Dataset entries
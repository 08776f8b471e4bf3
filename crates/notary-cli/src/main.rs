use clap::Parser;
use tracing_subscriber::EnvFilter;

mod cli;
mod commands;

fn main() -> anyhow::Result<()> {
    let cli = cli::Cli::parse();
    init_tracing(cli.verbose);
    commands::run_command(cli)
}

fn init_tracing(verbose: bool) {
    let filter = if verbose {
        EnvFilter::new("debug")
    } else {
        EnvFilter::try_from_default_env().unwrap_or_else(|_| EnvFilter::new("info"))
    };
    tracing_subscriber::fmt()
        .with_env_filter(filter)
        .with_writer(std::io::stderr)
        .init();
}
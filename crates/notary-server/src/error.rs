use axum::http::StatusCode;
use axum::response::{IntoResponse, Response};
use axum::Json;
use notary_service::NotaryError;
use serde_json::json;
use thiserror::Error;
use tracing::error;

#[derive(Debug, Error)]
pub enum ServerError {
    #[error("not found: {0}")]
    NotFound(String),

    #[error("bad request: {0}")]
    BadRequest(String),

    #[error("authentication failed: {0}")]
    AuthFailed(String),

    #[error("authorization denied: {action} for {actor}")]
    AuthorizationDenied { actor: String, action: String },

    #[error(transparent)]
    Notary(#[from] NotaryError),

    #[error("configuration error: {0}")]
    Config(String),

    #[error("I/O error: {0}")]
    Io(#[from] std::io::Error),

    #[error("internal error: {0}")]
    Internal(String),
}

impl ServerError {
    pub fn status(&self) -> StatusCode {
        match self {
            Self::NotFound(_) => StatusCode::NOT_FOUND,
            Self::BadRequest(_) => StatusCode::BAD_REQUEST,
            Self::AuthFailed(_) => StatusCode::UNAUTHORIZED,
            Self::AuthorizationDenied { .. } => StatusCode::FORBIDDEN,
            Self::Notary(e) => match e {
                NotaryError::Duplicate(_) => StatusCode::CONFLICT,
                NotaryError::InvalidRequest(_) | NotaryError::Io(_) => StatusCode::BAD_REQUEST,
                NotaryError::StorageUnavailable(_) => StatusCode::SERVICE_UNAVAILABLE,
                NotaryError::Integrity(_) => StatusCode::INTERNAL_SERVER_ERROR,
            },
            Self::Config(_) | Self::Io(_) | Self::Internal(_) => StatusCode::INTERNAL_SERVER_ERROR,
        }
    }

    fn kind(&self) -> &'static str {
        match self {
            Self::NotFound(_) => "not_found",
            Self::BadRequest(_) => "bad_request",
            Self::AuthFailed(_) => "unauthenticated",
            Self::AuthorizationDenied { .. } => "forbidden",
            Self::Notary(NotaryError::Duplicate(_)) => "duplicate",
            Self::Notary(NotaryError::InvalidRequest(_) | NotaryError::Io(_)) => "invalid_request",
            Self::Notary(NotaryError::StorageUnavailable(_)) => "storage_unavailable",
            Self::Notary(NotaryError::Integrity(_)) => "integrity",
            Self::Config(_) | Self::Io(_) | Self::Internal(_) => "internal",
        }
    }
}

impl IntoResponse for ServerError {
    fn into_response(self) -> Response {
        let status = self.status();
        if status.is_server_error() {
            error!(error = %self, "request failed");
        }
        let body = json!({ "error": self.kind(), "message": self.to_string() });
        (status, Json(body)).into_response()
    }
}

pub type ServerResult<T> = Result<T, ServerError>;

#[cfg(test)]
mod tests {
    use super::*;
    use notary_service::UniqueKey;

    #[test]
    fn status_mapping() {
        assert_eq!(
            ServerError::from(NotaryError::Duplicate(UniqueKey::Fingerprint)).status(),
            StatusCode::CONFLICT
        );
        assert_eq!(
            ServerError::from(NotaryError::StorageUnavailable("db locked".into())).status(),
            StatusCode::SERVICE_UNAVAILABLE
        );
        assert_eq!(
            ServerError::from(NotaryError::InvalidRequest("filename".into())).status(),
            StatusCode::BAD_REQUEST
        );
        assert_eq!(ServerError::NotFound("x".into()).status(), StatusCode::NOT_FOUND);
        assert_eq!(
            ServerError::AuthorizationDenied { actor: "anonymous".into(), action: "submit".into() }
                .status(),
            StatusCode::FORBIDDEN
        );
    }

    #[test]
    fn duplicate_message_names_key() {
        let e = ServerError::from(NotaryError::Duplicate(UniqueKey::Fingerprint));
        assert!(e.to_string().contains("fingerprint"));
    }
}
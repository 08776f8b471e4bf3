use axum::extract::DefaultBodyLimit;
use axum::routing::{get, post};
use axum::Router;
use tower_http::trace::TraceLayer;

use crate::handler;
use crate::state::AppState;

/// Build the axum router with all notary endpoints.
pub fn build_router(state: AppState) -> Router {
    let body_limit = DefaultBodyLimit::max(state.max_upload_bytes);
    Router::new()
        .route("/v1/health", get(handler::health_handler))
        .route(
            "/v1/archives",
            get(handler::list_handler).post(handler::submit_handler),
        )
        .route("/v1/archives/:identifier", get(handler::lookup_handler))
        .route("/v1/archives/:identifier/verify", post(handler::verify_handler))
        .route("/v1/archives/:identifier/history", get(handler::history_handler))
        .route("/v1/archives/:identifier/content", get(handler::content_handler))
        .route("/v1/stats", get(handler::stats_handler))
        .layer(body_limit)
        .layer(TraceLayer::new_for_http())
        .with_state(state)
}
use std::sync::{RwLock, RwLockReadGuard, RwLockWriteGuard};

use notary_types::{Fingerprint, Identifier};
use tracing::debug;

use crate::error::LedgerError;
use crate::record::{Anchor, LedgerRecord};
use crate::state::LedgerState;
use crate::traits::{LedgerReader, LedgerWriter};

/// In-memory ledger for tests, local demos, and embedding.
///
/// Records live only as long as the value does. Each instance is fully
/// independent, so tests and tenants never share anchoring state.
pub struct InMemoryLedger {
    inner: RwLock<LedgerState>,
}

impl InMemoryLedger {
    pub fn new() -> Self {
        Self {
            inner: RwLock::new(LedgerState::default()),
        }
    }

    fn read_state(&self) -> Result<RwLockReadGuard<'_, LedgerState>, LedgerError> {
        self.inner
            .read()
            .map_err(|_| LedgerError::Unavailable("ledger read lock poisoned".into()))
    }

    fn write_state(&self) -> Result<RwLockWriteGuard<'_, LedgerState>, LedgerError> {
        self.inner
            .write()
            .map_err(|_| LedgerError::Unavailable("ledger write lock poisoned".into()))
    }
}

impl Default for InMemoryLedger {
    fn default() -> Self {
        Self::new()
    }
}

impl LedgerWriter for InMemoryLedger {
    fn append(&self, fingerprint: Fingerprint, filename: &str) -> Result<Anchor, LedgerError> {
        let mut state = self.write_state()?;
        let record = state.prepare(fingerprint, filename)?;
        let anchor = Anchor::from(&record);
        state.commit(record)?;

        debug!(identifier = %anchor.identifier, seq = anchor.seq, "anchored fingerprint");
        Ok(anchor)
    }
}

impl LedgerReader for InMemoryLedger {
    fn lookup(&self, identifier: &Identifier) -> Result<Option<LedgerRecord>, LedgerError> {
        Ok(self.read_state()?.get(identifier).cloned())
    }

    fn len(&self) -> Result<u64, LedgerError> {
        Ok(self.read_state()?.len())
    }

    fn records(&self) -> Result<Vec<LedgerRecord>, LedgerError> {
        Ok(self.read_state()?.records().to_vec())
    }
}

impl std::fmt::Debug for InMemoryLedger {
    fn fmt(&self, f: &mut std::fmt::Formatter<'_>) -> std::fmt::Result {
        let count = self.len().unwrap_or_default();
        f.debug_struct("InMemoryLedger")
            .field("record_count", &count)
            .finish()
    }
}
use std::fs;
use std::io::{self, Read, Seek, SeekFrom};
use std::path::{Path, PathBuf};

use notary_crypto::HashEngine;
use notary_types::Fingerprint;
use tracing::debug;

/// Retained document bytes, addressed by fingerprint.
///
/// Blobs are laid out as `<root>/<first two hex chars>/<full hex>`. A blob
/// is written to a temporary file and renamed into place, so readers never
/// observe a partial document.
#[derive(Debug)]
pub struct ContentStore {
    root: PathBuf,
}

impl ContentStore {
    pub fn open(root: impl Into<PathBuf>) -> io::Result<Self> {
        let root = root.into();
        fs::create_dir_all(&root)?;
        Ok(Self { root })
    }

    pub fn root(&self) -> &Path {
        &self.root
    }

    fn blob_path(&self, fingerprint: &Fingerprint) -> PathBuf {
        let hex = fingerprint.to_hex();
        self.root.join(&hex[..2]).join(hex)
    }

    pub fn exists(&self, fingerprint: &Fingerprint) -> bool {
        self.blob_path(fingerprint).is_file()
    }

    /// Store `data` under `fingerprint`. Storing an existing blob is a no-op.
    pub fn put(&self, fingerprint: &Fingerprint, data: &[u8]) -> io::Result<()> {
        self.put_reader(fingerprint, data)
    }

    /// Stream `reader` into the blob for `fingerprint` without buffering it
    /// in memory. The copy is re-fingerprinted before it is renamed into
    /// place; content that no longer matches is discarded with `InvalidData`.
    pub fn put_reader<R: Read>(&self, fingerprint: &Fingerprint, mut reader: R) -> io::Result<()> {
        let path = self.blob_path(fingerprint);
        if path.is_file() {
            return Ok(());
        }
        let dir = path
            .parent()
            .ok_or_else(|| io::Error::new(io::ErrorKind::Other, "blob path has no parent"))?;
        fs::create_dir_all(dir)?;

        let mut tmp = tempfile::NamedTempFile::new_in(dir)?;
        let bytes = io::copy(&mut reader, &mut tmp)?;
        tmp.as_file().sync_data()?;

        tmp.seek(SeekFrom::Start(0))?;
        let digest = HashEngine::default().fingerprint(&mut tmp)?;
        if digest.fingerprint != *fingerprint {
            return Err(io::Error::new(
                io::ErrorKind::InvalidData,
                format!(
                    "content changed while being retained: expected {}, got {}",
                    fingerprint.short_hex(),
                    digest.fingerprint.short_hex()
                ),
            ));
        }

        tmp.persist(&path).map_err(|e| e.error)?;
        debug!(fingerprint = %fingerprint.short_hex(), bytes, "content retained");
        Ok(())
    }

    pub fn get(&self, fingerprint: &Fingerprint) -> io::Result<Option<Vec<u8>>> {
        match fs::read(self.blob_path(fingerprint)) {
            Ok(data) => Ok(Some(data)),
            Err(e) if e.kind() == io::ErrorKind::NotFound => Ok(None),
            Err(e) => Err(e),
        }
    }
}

• Required work:
The result should consist solely of the lines from the one that contains "Err(e) if e.kind()" to the last line of the records above, reproduced exactly.

• Response area:
            Err(e) if e.kind() == io::ErrorKind::NotFound => Ok(None),
            Err(e) => Err(e),
        }
    }
}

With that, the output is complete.